Jejak Sejarah: Ketika Abuya Dimyathi Dipenjara karena Mengkritik Intimidasi Pemilu Orde Baru

 

PANDEGLANG - Sejarah politik di Banten mencatat sebuah peristiwa kelam menjelang Pemilihan Umum (Pemilu) tahun 1977. K.H. Muchamad Dimyathi, ulama kharismatik dan pemimpin Pondok Pesantren Cidahu, harus mendekam di balik jeruji besi karena keberaniannya mengkritik intimidasi yang dilakukan oleh partai penguasa saat itu, Golongan Karya (Golkar).

Penangkapan Abuya Dimyathi, yang dituduh sebagai pemberontak hingga dicap PKI, memicu ketegangan di Pandeglang. Massa dari kalangan jawara dan santri memblokir jalanan utama kota dan bersiap menyerbu penjara untuk membebaskan pemimpin panutan mereka.

Kritik di Balik Mimbar Jumat

Peristiwa ini bermula dari ceramah Abuya Dimyathi di Masjid Cidahu pada 11 Maret 1977, menjelang Salat Jumat. Di hadapan jemaah, beliau menyampaikan kritik tajam mengenai cara-cara intimidasi yang dilakukan Golkar terhadap masyarakat Pandeglang demi memenangkan pemilu.

"Zaman itu, maklumlah, penekanan-penekanan.
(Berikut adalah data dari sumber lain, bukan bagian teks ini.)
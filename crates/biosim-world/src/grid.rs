//! Island topology: a rectangular grid of cells parsed from a terrain map.

use crate::cell::{Cell, Neighbor};
use biosim_core::{Direction, Error, LandscapeParams, Location, Result, Terrain};
use serde::{Deserialize, Serialize};

/// A bounded 2D grid whose outer ring is water
#[derive(Debug, Clone, Serialize, Deserialize)]
pub struct Grid {
    rows: usize,
    cols: usize,
    cells: Vec<Cell>,
}

impl Grid {
    /// Parse a map with one terrain code per cell.
    ///
    /// Leading and trailing whitespace on each line is ignored, as are blank
    /// lines. Fails if rows differ in length, if a code is not one of
    /// `W`, `D`, `H`, `L`, or if any boundary cell is not water.
    pub fn parse(map: &str, landscape: &LandscapeParams) -> Result<Self> {
        let lines: Vec<&str> = map
            .lines()
            .map(str::trim)
            .filter(|line| !line.is_empty())
            .collect();

        let rows = lines.len();
        let cols = match lines.first() {
            Some(first) => first.chars().count(),
            None => return Err(Error::EmptyMap),
        };

        let mut cells = Vec::with_capacity(rows * cols);
        for (r, line) in lines.iter().enumerate() {
            let row = r + 1;
            let found = line.chars().count();
            if found != cols {
                return Err(Error::InconsistentRowLength {
                    row,
                    expected: cols,
                    found,
                });
            }

            for (c, code) in line.chars().enumerate() {
                let col = c + 1;
                let location = Location::new(row, col);
                let terrain = Terrain::from_code(code)
                    .ok_or(Error::UnknownTerrainCode { code, location })?;

                let on_boundary = row == 1 || row == rows || col == 1 || col == cols;
                if on_boundary && terrain != Terrain::Water {
                    return Err(Error::NonWaterBoundary(location));
                }

                cells.push(Cell::new(location, terrain, landscape));
            }
        }

        Ok(Self { rows, cols, cells })
    }

    pub fn rows(&self) -> usize {
        self.rows
    }

    pub fn cols(&self) -> usize {
        self.cols
    }

    pub fn len(&self) -> usize {
        self.cells.len()
    }

    pub fn is_empty(&self) -> bool {
        self.cells.is_empty()
    }

    pub fn contains(&self, loc: Location) -> bool {
        (1..=self.rows).contains(&loc.row) && (1..=self.cols).contains(&loc.col)
    }

    fn loc_to_index(&self, loc: Location) -> Option<usize> {
        if self.contains(loc) {
            Some((loc.row - 1) * self.cols + (loc.col - 1))
        } else {
            None
        }
    }

    /// Get the location of the cell stored at `index`
    pub fn index_to_loc(&self, index: usize) -> Location {
        Location::new(index / self.cols + 1, index % self.cols + 1)
    }

    pub fn get(&self, loc: Location) -> Option<&Cell> {
        let index = self.loc_to_index(loc)?;
        Some(&self.cells[index])
    }

    pub fn get_mut(&mut self, loc: Location) -> Option<&mut Cell> {
        let index = self.loc_to_index(loc)?;
        Some(&mut self.cells[index])
    }

    /// The in-grid cells directly north, south, east and west of `loc`
    pub fn neighbors(&self, loc: Location) -> Vec<Neighbor> {
        Direction::all()
            .into_iter()
            .filter_map(|direction| loc.step(direction))
            .filter_map(|neighbor| self.get(neighbor))
            .map(Neighbor::of)
            .collect()
    }

    /// Cells in row-major order
    pub fn cells(&self) -> impl Iterator<Item = &Cell> + '_ {
        self.cells.iter()
    }

    pub fn cells_mut(&mut self) -> impl Iterator<Item = &mut Cell> + '_ {
        self.cells.iter_mut()
    }

    /// Rows of cells, top to bottom
    pub fn iter_rows(&self) -> impl Iterator<Item = &[Cell]> + '_ {
        self.cells.chunks(self.cols)
    }
}
pub fn align_up(value: u64, alignment: u64) -> u64 {
    debug_assert!(alignment.is_power_of_two());
    (value + alignment - 1) & !(alignment - 1)
}

pub fn align_up_u32(value: u32, alignment: u32) -> u32 {
    align_up(value as u64, alignment as u64) as u32
}

/// Number of mips in a full chain down to 1x1
pub fn compute_num_mips(width: u64, height: u32) -> u32 {
    let high_bit = 63 - (width | height as u64 | 1).leading_zeros();
    high_bit + 1
}

/// Stable 64-bit FNV-1a, used for content hashes that must not depend on process seeds
#[derive(Debug, Clone, Copy)]
pub struct ContentHasher(u64);

impl Default for ContentHasher {
    fn default() -> Self {
        Self(0xcbf2_9ce4_8422_2325)
    }
}

impl std::hash::Hasher for ContentHasher {
    fn finish(&self) -> u64 {
        self.0
    }

    fn write(&mut self, bytes: &[u8]) {
        for byte in bytes {
            self.0 ^= *byte as u64;
            self.0 = self.0.wrapping_mul(0x0000_0100_0000_01b3);
        }
    }
}

pub fn content_hash<T: std::hash::Hash + ?Sized>(value: &T) -> u64 {
    use std::hash::Hasher;
    let mut hasher = ContentHasher::default();
    value.hash(&mut hasher);
    hasher.finish()
}

#[cfg(test)]
mod tests {
    use super::*;

    #[test]
    fn align_up_rounds_to_multiple() {
        for value in [1u64, 17, 255, 256, 257, 1000] {
            let aligned = align_up(value, 256);
            assert!(aligned >= value);
            assert_eq!(aligned % 256, 0);
            assert!(aligned - value < 256);
        }
        assert_eq!(align_up(0, 256), 0);
    }

    #[test]
    fn mip_chain_length() {
        assert_eq!(compute_num_mips(256, 256), 9);
        assert_eq!(compute_num_mips(1, 1), 1);
        assert_eq!(compute_num_mips(1920, 1080), 11);
        assert_eq!(compute_num_mips(4, 1024), 11);
    }

    #[test]
    fn content_hash_is_stable_across_calls() {
        assert_eq!(content_hash("shader.spirv"), content_hash("shader.spirv"));
        assert_ne!(content_hash(&[1u32, 2]), content_hash(&[2u32, 1]));
    }
}
use ash::vk;
use color_eyre::Result;
use std::sync::{Mutex, PoisonError};

/// One reusable command buffer for blocking uploads outside any frame
pub struct TransferContext {
    fence: vk::Fence,
    command_pool: vk::CommandPool,
    command_buffer: vk::CommandBuffer,
    queue: vk::Queue,
    // Serializes use of the command buffer and the queue
    lock: Mutex<()>,
}

impl TransferContext {
    pub fn new(device: &ash::Device, queue_family: u32, queue: vk::Queue) -> Result<Self> {
        let fence = unsafe { device.create_fence(&vk::FenceCreateInfo::default(), None)? };

        let command_pool_info = vk::CommandPoolCreateInfo::default()
            .queue_family_index(queue_family)
            .flags(vk::CommandPoolCreateFlags::RESET_COMMAND_BUFFER);
        let command_pool = unsafe { device.create_command_pool(&command_pool_info, None)? };

        let command_buffer_info = vk::CommandBufferAllocateInfo::default()
            .command_pool(command_pool)
            .command_buffer_count(1)
            .level(vk::CommandBufferLevel::PRIMARY);
        let command_buffer = unsafe { device.allocate_command_buffers(&command_buffer_info)?[0] };

        Ok(Self {
            fence,
            command_pool,
            command_buffer,
            queue,
            lock: Mutex::new(()),
        })
    }

    /// Records `func`, submits it and waits for the GPU to finish
    pub fn immediate_submit<F>(&self, device: &ash::Device, func: F) -> Result<()>
    where
        F: FnOnce(vk::CommandBuffer, &ash::Device) -> Result<()>,
    {
        let _guard = self.lock.lock().unwrap_or_else(PoisonError::into_inner);
        let cmd = self.command_buffer;

        let begin_info = vk::CommandBufferBeginInfo::default().flags(vk::CommandBufferUsageFlags::ONE_TIME_SUBMIT);
        unsafe { device.begin_command_buffer(cmd, &begin_info)? };

        let recorded = func(cmd, device);
        unsafe { device.end_command_buffer(cmd)? };
        if let Err(e) = recorded {
            unsafe { device.reset_command_pool(self.command_pool, vk::CommandPoolResetFlags::empty())? };
            return Err(e);
        }

        let cmds = [cmd];
        let submit = vk::SubmitInfo::default().command_buffers(&cmds);
        unsafe {
            device.queue_submit(self.queue, &[submit], self.fence)?;
            device.wait_for_fences(&[self.fence], true, u64::MAX)?;
            device.reset_fences(&[self.fence])?;
            device.reset_command_pool(self.command_pool, vk::CommandPoolResetFlags::empty())?;
        }
        Ok(())
    }

    /// Must run before the device is destroyed
    pub fn destroy(&self, device: &ash::Device) {
        unsafe {
            device.destroy_command_pool(self.command_pool, None);
            device.destroy_fence(self.fence, None);
        }
    }
}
Yang namanya kekuasaan, setengah diktatorlah. Harus A, ya A. Harus B, ya B. Banyak orang yang dikejar-kejar, dipaksa," kenang K.H. Ariman Anwar, salah satu santri senior Abuya Dimyathi, seperti dikutip dari Historia.id.

Sebagai mesin politik Orde Baru, kemenangan Golkar adalah harga mati untuk menjaga stabilitas kekuasaan. Berbagai cara dilakukan, mulai dari mempreteli kekuatan partai pesaing hingga menerapkan asas monoloyalitas bagi Pegawai Negeri Sipil.

Di Pandeglang, intimidasi dilakukan dengan menyamakan Golkar dengan pemerintah. Ulama dipolitisasi, dijanjikan dana pembangunan pesantren jika mendukung Golkar. Pesan yang digulirkan sangat jelas: tidak memilih Golkar berarti menentang pemerintah atau makar.

Menjernihkan Posisi Golkar: Bukan Pemerintah

Situasi ini membingungkan masyarakat Pandeglang yang secara budaya politik sangat terikat dengan Nahdlatul Ulama (NU) dan menjunjung tinggi kepatuhan pada pemerintahan yang sah. Mereka meminta fatwa kepada Abuya Dimyathi.

Abuya Dimyathi dengan tegas menjawab bahwa Golkar bukanlah pemerintah.

"K.H. Dimyathi menjawab bahwa Golkar bukanlah pemerintah. Golkar memiliki posisi yang setara dengan partai politik lain, yaitu Partai Persatuan Pembangunan (PPP) dan Partai Demokrasi Indonesia (PDI). Mereka adalah kontestan pemilu 1977," jelas Juhdi Syarif, peneliti dari Universitas Indonesia.

Jawaban ini memberikan kejelasan bahwa masyarakat bebas memilih tanpa ada paksaan, dan tidak memilih Golkar bukanlah tindakan makar. Beliau juga meminta pejabat dan pengurus Golkar menghentikan penakutan terhadap warga.

Penangkapan dan Vonis Kilat

Sayangnya, kejujuran dan keberanian Abuya Dimyathi diartikan lain oleh Kapolsek setempat. Beliau dianggap menentang pemerintah.

Pada 14 Maret 1977, polisi datang menjemput Abuya Dimyathi. Setelah pemeriksaan verbal selama beberapa jam, beliau langsung dijebloskan ke penjara Pandeglang. Sidang kilat tanpa saksi dan pengacara digelar, menghasilkan vonis enam bulan penjara.

Keluarga terkejut. Pihak penjara bahkan sempat melabeli sang kiai sebagai "pemberontak dan orang merah (PKI)". Kabar penahanan ini menyulut amarah santri dan jawara, membuat situasi Pandeglang mencekam dan siap meledak.

Peristiwa ini menjadi catatan sejarah penting tentang perjuangan ulama Banten dalam menjaga netralitas politik dan melawan tirani kekuasaan di masa Orde Baru.